##### Records #####

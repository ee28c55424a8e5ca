//! Parser for crisp source code.
//!
//! Transforms the token stream from the lexer into an AST using chumsky
//! combinators over a token slice. Byte spans are turned into line/column
//! positions in a single pass after parsing succeeds.
//!
//! A parse either produces the whole program or fails: there is no partial
//! AST. Editor tooling that needs something from broken input re-parses a
//! repaired slice of the source instead (see [`crate::eager`]).

use std::fmt;

use chumsky::{input::ValueInput, prelude::*};
use crisp_types::{Location, Position};

use crate::ast::{BinaryOp, CommandExpression, CommandOpt, Node, NodeKind, Program};
use crate::lexer::{self, HexLiteral, Token};

/// Span type used throughout the parser.
pub type Span = SimpleSpan;

type Extra<'tokens> = extra::Err<Rich<'tokens, Token, Span>>;

/// Parse error with location and the set of tokens that would have fit.
#[derive(Debug, Clone, PartialEq)]
pub struct ParseError {
    pub message: String,
    pub span: std::ops::Range<usize>,
    pub position: Position,
    pub expected: Vec<String>,
    pub found: Option<String>,
}

impl fmt::Display for ParseError {
    fn fmt(&self, f: &mut fmt::Formatter<'_>) -> fmt::Result {
        write!(f, "{} at {}", self.message, self.position)
    }
}

impl std::error::Error for ParseError {}

impl ParseError {
    fn from_rich(err: Rich<'_, Token, Span>, index: &LineIndex) -> Self {
        let span = *err.span();
        ParseError {
            message: err.to_string(),
            span: span.start..span.end,
            position: index.position(span.start),
            expected: err.expected().map(|p| p.to_string()).collect(),
            found: err.found().map(|t| t.to_string()),
        }
    }
}

/// Maps byte offsets to 1-based lines and 0-based columns.
#[derive(Debug, Clone)]
pub struct LineIndex {
    line_starts: Vec<usize>,
}

impl LineIndex {
    pub fn new(source: &str) -> Self {
        let line_starts = std::iter::once(0)
            .chain(source.match_indices('\n').map(|(i, _)| i + 1))
            .collect();
        Self { line_starts }
    }

    pub fn position(&self, offset: usize) -> Position {
        let line = self
            .line_starts
            .partition_point(|&start| start <= offset)
            .saturating_sub(1);
        Position::new(line + 1, offset - self.line_starts[line], offset)
    }

    /// Byte offset where a 1-based line starts.
    pub fn line_start(&self, line: usize) -> Option<usize> {
        line.checked_sub(1).and_then(|i| self.line_starts.get(i).copied())
    }

    pub fn line_count(&self) -> usize {
        self.line_starts.len()
    }

    fn resolve(&self, loc: &mut Option<Location>) {
        if let Some(loc) = loc {
            loc.start = self.position(loc.start.offset);
            loc.end = self.position(loc.end.offset);
        }
    }

    fn resolve_command(&self, command: &mut CommandExpression) {
        self.resolve(&mut command.loc);
        self.resolve(&mut command.name_loc);
        for arg in &mut command.args {
            self.resolve_node(arg);
        }
        for opt in &mut command.opts {
            self.resolve(&mut opt.loc);
            self.resolve_node(&mut opt.value);
        }
    }

    fn resolve_node(&self, node: &mut Node) {
        self.resolve(&mut node.loc);
        match &mut node.kind {
            NodeKind::Array(items) | NodeKind::Helper { args: items, .. } => {
                items.iter_mut().for_each(|n| self.resolve_node(n))
            }
            NodeKind::Binary { left, right, .. } => {
                self.resolve_node(left);
                self.resolve_node(right);
            }
            NodeKind::Block(body) => body.iter_mut().for_each(|c| self.resolve_command(c)),
            NodeKind::Call { target, args, .. } => {
                self.resolve_node(target);
                args.iter_mut().for_each(|n| self.resolve_node(n));
            }
            NodeKind::As { left, .. } => self.resolve_node(left),
            NodeKind::Address(_)
            | NodeKind::Bool(_)
            | NodeKind::Bytes(_)
            | NodeKind::Number(_)
            | NodeKind::String(_)
            | NodeKind::Identifier(_)
            | NodeKind::Variable(_) => {}
        }
    }
}

/// Parse crisp source code into a Program AST.
pub fn parse(source: &str) -> Result<Program, Vec<ParseError>> {
    let index = LineIndex::new(source);

    let tokens = lexer::tokenize(source).map_err(|errs| {
        errs.into_iter()
            .map(|e| ParseError {
                message: format!("lexer error: {}", e.token),
                position: index.position(e.span.start),
                span: e.span,
                expected: Vec::new(),
                found: None,
            })
            .collect::<Vec<_>>()
    })?;

    let tokens: Vec<(Token, Span)> = tokens
        .into_iter()
        .map(|spanned| (spanned.token, spanned.span.into()))
        .collect();

    let end_span: Span = (source.len()..source.len()).into();

    let mut program = program_parser()
        .parse(tokens.as_slice().map(end_span, |(t, s)| (t, s)))
        .into_result()
        .map_err(|errs| {
            errs.into_iter()
                .map(|e| ParseError::from_rich(e, &index))
                .collect::<Vec<_>>()
        })?;

    for command in &mut program.body {
        index.resolve_command(command);
    }
    Ok(program)
}

/// Positional argument or named option, in source order.
enum CommandItem {
    Arg(Node),
    Opt(CommandOpt),
}

/// Location holding raw byte offsets; lines and columns are filled in by
/// [`LineIndex`] once the whole parse has succeeded.
fn raw_loc(span: Span) -> Option<Location> {
    Some(Location::new(
        Position::new(0, 0, span.start),
        Position::new(0, 0, span.end),
    ))
}

fn node(kind: NodeKind, span: Span) -> Node {
    Node::new(kind, raw_loc(span))
}

fn cover(a: Option<Location>, b: Option<Location>) -> Option<Location> {
    match (a, b) {
        (Some(a), Some(b)) => Some(a.cover(&b)),
        (a, b) => a.or(b),
    }
}

fn binary(left: Node, (op, right): (BinaryOp, Node)) -> Node {
    let loc = cover(left.loc, right.loc);
    Node::new(
        NodeKind::Binary {
            op,
            left: Box::new(left),
            right: Box::new(right),
        },
        loc,
    )
}

fn build_command(
    word: String,
    name_span: Span,
    items: Vec<CommandItem>,
    span: Span,
) -> CommandExpression {
    let (module, name) = match word.split_once(':') {
        Some((module, name)) => (Some(module.to_string()), name.to_string()),
        None => (None, word),
    };

    let mut args = Vec::new();
    let mut opts = Vec::new();
    for item in items {
        match item {
            CommandItem::Arg(node) => args.push(node),
            CommandItem::Opt(opt) => opts.push(opt),
        }
    }

    CommandExpression {
        module,
        name,
        args,
        opts,
        loc: raw_loc(span),
        name_loc: raw_loc(name_span),
    }
}

// ═══════════════════════════════════════════════════════════════════════════
// Parser Combinators - generic over input type
// ═══════════════════════════════════════════════════════════════════════════

/// Top-level program parser.
fn program_parser<'tokens, I>() -> impl Parser<'tokens, I, Program, Extra<'tokens>>
where
    I: ValueInput<'tokens, Token = Token, Span = Span>,
{
    line_parser(command_parser())
        .repeated()
        .collect::<Vec<_>>()
        .then_ignore(end())
        .map(|lines| Program {
            body: lines.into_iter().flatten().collect(),
        })
}

/// A blank line, or one command and its terminator.
///
/// A command ends at a newline, at end of input, or right before the `)`
/// that closes the enclosing block (left unconsumed for the block parser).
fn line_parser<'tokens, I, P>(
    command: P,
) -> impl Parser<'tokens, I, Option<CommandExpression>, Extra<'tokens>> + Clone
where
    I: ValueInput<'tokens, Token = Token, Span = Span>,
    P: Parser<'tokens, I, CommandExpression, Extra<'tokens>> + Clone,
{
    let terminator = choice((
        just(Token::Newline).ignored(),
        end(),
        just(Token::RParen).rewind().ignored(),
    ));

    choice((
        just(Token::Newline).to(None),
        command.then_ignore(terminator).map(Some),
    ))
}

/// Command parser: `[module:]name item*`, where items may contain blocks
/// of further commands.
fn command_parser<'tokens, I>(
) -> impl Parser<'tokens, I, CommandExpression, Extra<'tokens>> + Clone
where
    I: ValueInput<'tokens, Token = Token, Span = Span>,
{
    recursive(|command| {
        let block = just(Token::LParen)
            .then(just(Token::Newline))
            .ignore_then(line_parser(command).repeated().collect::<Vec<_>>())
            .then_ignore(just(Token::RParen))
            .map_with(|lines, e| {
                node(NodeKind::Block(lines.into_iter().flatten().collect()), e.span())
            })
            .labelled("block");

        let opt = select! { Token::LongOpt(name) => name }
            .then(expr_parser())
            .map_with(|(name, value), e| CommandOpt {
                name,
                value,
                loc: raw_loc(e.span()),
            })
            .labelled("option");

        let item = choice((
            opt.map(CommandItem::Opt),
            block.map(CommandItem::Arg),
            expr_parser().map(CommandItem::Arg),
        ));

        select! { Token::Ident(name) => name }
            .map_with(|name, e| (name, e.span()))
            .labelled("command")
            .then(item.repeated().collect::<Vec<_>>())
            .map_with(|((word, name_span), items), e| {
                build_command(word, name_span, items, e.span())
            })
            .boxed()
    })
}

/// Expression parser: literals, variables, helpers, arrays, parenthesised
/// arithmetic, `::` call chains and a trailing `as alias`.
fn expr_parser<'tokens, I>() -> impl Parser<'tokens, I, Node, Extra<'tokens>> + Clone
where
    I: ValueInput<'tokens, Token = Token, Span = Span>,
{
    recursive(|expr| {
        let list = expr
            .separated_by(just(Token::Comma))
            .allow_trailing()
            .collect::<Vec<_>>();

        let literal = select! {
            Token::Hex(HexLiteral::Address(a)) => NodeKind::Address(a),
            Token::Hex(HexLiteral::Bytes(b)) => NodeKind::Bytes(b),
            Token::Number(n) => NodeKind::Number(n),
            Token::String(s) => NodeKind::String(s),
            Token::True => NodeKind::Bool(true),
            Token::False => NodeKind::Bool(false),
            Token::Variable(v) => NodeKind::Variable(v),
            Token::Ident(s) => NodeKind::Identifier(s),
        }
        .map_with(|kind, e| node(kind, e.span()));

        // `@name(` is a single token, so args only attach when the paren
        // touches the helper name.
        let helper = choice((
            select! { Token::HelperCall(name) => name }
                .then(list.clone())
                .then_ignore(just(Token::RParen)),
            select! { Token::Helper(name) => name }.map(|name| (name, Vec::new())),
        ))
        .map_with(|(name, args), e| node(NodeKind::Helper { name, args }, e.span()))
        .labelled("helper");

        let array = list
            .clone()
            .delimited_by(just(Token::LBracket), just(Token::RBracket))
            .map_with(|items, e| node(NodeKind::Array(items), e.span()))
            .labelled("array");

        let mut sum = Recursive::declare();

        let group = sum
            .clone()
            .delimited_by(just(Token::LParen), just(Token::RParen))
            .labelled("arithmetic expression");

        let atom = choice((literal, helper, array, group)).boxed();

        let call = just(Token::DoubleColon)
            .ignore_then(select! { Token::Ident(method) => method })
            .then(list.delimited_by(just(Token::LParen), just(Token::RParen)))
            .map_with(|(method, args), e| (method, args, e.span()));

        let postfix = atom
            .foldl(call.repeated(), |target: Node, (method, args, span)| {
                let loc = cover(target.loc, raw_loc(span));
                Node::new(
                    NodeKind::Call {
                        target: Box::new(target),
                        method,
                        args,
                    },
                    loc,
                )
            })
            .boxed();

        let power = postfix
            .clone()
            .foldl(
                just(Token::Caret)
                    .to(BinaryOp::Pow)
                    .then(postfix.clone())
                    .repeated(),
                binary,
            )
            .boxed();

        let product = power
            .clone()
            .foldl(
                choice((
                    just(Token::Star).to(BinaryOp::Mul),
                    just(Token::Slash).to(BinaryOp::Div),
                ))
                .then(power)
                .repeated(),
                binary,
            )
            .boxed();

        sum.define(
            product.clone().foldl(
                choice((
                    just(Token::Plus).to(BinaryOp::Add),
                    just(Token::Minus).to(BinaryOp::Sub),
                ))
                .then(product)
                .repeated(),
                binary,
            ),
        );

        postfix
            .then(
                just(Token::As)
                    .ignore_then(select! { Token::Ident(alias) => alias })
                    .or_not(),
            )
            .map_with(|(left, alias), e| match alias {
                Some(right) => node(
                    NodeKind::As {
                        left: Box::new(left),
                        right,
                    },
                    e.span(),
                ),
                None => left,
            })
            .labelled("expression")
            .boxed()
    })
}

#[cfg(test)]
mod tests {
    use super::*;

    #[test]
    fn line_index_positions() {
        let index = LineIndex::new("ab\ncd\n\nef");
        assert_eq!(index.position(0), Position::new(1, 0, 0));
        assert_eq!(index.position(4), Position::new(2, 1, 4));
        assert_eq!(index.position(6), Position::new(3, 0, 6));
        assert_eq!(index.position(8), Position::new(4, 1, 8));
        assert_eq!(index.line_start(2), Some(3));
        assert_eq!(index.line_start(0), None);
        assert_eq!(index.line_count(), 4);
    }

    #[test]
    fn locations_are_resolved_to_lines() {
        let program = parse("set $x 1\nprint $x").unwrap();
        let second = &program.body[1];
        let loc = second.loc.unwrap();
        assert_eq!(loc.start, Position::new(2, 0, 9));
        assert_eq!(loc.end, Position::new(2, 8, 17));
        let arg = second.args[0].loc.unwrap();
        assert_eq!(arg.start, Position::new(2, 6, 15));
    }

    #[test]
    fn module_prefix_is_split_from_command_name() {
        let program = parse("dao:install vault").unwrap();
        assert_eq!(program.body[0].module.as_deref(), Some("dao"));
        assert_eq!(program.body[0].name, "install");
    }

    #[test]
    fn errors_carry_expected_tokens() {
        let errors = parse("set $x (1 +").unwrap_err();
        assert_eq!(errors[0].position.line, 1);
        assert!(!errors[0].expected.is_empty());
    }

    #[test]
    fn lexer_errors_are_reported_with_position() {
        let errors = parse("print 1\nprint 0xabc").unwrap_err();
        assert_eq!(errors[0].position, Position::new(2, 6, 14));
        assert!(errors[0].message.contains("even number"));
    }
}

#####

● **Task statement**:
Once you reach the line with "crisp source code." in the data above, copy it and every line after it exactly, up to and including the line with "throughout the parser.".

● **Response to the task**:
//! Parser for crisp source code.
//!
//! Transforms the token stream from the lexer into an AST using chumsky
//! combinators over a token slice. Byte spans are turned into line/column
//! positions in a single pass after parsing succeeds.
//!
//! A parse either produces the whole program or fails: there is no partial
//! AST. Editor tooling that needs something from broken input re-parses a
//! repaired slice of the source instead (see [`crate::eager`]).

use std::fmt;

use chumsky::{input::ValueInput, prelude::*};
use crisp_types::{Location, Position};

use crate::ast::{BinaryOp, CommandExpression, CommandOpt, Node, NodeKind, Program};
use crate::lexer::{self, HexLiteral, Token};

/// Span type used throughout the parser.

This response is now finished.